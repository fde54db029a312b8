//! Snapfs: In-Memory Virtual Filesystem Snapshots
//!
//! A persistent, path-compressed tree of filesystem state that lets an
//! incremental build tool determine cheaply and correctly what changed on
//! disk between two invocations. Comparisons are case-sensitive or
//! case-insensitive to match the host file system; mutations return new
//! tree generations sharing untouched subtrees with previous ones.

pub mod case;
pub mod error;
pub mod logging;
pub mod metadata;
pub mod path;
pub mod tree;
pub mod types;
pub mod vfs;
....
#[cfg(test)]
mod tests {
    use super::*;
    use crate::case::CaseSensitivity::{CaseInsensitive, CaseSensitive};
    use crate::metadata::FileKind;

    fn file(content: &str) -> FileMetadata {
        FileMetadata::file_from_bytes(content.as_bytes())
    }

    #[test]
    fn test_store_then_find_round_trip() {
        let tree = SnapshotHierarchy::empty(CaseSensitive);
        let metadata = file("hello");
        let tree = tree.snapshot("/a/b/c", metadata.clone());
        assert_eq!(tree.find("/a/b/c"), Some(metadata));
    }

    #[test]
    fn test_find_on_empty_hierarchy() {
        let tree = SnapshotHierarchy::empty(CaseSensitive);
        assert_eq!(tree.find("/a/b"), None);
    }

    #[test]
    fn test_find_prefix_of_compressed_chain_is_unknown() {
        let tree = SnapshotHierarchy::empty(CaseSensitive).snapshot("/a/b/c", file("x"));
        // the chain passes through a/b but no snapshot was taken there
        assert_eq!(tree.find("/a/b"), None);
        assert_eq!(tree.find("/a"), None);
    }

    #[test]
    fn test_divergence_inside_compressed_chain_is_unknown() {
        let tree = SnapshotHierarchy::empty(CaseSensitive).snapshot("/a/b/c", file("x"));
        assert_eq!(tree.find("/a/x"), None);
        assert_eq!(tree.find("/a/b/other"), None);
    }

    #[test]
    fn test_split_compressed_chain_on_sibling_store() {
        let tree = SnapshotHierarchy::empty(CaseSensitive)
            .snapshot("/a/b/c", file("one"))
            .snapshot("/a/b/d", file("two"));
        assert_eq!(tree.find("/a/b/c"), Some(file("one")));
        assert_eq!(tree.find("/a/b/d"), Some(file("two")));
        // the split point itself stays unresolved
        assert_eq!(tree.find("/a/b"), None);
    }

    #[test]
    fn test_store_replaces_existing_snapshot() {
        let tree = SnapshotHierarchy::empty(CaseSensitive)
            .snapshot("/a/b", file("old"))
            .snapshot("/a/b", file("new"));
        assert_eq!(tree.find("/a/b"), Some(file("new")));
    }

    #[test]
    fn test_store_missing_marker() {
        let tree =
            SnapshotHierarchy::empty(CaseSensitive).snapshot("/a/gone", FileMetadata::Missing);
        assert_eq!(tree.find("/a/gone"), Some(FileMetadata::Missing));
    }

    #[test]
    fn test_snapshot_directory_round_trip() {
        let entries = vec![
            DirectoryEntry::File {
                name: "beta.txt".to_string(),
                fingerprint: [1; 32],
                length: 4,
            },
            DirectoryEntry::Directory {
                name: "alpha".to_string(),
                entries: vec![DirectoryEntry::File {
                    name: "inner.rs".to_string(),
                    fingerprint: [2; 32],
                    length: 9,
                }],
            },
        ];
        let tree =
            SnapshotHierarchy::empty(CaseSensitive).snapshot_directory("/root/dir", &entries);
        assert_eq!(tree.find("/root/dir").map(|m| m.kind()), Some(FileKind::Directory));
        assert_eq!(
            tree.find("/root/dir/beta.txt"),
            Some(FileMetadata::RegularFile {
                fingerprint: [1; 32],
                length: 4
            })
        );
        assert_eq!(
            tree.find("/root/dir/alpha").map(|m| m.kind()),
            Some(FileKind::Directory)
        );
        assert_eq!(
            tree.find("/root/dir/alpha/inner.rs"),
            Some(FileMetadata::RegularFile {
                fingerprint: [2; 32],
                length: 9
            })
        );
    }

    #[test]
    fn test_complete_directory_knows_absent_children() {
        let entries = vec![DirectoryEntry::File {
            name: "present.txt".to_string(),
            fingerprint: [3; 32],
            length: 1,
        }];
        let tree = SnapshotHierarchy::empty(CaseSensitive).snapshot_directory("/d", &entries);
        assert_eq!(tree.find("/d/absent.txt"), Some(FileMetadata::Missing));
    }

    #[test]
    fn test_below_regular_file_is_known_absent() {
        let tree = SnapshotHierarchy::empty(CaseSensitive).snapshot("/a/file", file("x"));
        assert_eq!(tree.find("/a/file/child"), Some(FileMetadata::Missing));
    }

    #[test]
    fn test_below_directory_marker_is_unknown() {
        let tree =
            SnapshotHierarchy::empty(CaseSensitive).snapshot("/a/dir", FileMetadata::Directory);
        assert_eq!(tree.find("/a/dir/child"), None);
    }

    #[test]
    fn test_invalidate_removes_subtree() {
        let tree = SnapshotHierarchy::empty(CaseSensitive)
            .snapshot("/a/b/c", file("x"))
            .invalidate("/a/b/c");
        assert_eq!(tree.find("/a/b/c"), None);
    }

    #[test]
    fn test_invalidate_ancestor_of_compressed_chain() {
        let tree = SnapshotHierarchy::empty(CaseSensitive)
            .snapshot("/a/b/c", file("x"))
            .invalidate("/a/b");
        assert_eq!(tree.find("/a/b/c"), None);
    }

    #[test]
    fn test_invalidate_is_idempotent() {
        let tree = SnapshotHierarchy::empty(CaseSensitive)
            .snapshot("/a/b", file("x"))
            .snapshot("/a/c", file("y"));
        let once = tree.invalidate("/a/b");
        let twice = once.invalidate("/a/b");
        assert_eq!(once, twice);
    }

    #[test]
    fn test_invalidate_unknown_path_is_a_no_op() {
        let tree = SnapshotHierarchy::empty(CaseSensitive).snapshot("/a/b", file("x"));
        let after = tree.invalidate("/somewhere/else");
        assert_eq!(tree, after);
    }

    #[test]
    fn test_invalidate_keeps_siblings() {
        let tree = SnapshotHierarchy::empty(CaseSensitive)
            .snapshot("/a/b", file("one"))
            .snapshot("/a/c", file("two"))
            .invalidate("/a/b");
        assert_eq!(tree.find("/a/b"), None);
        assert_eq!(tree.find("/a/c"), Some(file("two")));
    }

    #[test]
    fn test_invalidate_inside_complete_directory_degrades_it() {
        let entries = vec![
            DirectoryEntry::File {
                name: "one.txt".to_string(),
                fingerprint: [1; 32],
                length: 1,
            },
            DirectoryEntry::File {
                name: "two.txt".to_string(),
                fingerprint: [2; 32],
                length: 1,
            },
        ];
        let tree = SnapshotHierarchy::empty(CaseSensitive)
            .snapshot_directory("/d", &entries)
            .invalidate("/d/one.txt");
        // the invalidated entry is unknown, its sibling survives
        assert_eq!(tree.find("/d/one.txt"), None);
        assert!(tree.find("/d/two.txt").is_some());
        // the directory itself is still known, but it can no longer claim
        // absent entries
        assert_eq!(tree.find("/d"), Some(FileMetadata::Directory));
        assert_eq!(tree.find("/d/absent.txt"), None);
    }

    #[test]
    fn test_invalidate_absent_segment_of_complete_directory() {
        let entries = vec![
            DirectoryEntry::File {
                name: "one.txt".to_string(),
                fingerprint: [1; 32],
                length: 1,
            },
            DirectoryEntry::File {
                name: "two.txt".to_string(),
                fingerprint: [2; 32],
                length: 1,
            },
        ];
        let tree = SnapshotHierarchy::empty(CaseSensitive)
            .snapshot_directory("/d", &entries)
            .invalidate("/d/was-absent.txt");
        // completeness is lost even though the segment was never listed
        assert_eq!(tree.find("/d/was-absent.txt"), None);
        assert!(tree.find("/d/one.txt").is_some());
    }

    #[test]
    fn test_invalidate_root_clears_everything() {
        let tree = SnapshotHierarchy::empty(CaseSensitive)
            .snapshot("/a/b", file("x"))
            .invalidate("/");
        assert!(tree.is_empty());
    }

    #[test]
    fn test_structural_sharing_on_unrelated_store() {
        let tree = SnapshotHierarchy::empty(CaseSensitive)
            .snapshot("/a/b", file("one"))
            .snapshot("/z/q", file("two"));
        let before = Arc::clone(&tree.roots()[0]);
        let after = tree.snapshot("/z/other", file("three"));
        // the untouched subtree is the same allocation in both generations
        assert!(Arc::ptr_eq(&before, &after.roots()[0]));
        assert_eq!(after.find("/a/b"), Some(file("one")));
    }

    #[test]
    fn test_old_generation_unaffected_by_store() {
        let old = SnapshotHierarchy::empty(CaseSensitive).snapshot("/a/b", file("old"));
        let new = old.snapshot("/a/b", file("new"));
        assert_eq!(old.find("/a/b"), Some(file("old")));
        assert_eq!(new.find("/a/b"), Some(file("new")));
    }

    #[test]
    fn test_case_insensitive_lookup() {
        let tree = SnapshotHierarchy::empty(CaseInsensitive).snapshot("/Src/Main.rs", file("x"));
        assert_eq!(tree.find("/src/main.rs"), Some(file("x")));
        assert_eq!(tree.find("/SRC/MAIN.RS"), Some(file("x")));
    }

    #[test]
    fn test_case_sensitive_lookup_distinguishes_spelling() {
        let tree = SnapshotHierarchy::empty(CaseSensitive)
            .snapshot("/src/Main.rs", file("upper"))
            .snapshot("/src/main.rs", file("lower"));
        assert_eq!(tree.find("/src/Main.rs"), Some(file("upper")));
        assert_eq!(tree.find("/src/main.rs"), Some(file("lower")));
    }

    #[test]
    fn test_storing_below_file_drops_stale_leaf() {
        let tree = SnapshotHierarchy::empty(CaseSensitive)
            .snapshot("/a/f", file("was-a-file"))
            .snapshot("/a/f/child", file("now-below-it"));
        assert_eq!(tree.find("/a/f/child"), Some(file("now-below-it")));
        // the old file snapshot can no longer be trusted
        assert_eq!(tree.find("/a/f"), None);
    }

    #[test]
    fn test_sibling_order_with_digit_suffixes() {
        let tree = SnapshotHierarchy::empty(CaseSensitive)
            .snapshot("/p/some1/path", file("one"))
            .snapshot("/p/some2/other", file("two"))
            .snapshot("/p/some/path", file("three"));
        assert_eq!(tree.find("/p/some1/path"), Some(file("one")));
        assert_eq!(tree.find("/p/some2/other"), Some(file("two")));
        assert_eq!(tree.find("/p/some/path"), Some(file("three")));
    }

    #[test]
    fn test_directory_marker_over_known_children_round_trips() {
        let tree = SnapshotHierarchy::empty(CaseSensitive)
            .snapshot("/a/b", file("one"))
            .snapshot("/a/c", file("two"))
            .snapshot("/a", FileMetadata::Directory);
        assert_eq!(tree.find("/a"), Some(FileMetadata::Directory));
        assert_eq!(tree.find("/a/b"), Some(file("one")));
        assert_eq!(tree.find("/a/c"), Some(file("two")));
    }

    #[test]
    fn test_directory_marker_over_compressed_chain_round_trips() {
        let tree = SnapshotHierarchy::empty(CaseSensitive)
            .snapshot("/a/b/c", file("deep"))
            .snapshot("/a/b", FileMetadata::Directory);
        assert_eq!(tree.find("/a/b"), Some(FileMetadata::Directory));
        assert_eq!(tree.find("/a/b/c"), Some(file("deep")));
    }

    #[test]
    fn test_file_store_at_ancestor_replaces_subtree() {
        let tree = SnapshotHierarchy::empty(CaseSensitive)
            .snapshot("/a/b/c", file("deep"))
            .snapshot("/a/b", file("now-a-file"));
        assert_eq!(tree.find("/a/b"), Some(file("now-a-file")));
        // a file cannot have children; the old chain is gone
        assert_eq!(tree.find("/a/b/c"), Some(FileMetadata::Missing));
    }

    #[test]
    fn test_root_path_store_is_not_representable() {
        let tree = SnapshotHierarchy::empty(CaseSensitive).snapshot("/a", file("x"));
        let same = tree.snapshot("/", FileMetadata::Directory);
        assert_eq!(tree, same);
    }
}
....
- Instructions to follow
Going through the data, tally the lines containing "CaseInsensitive" and report only the result.

- Task response
2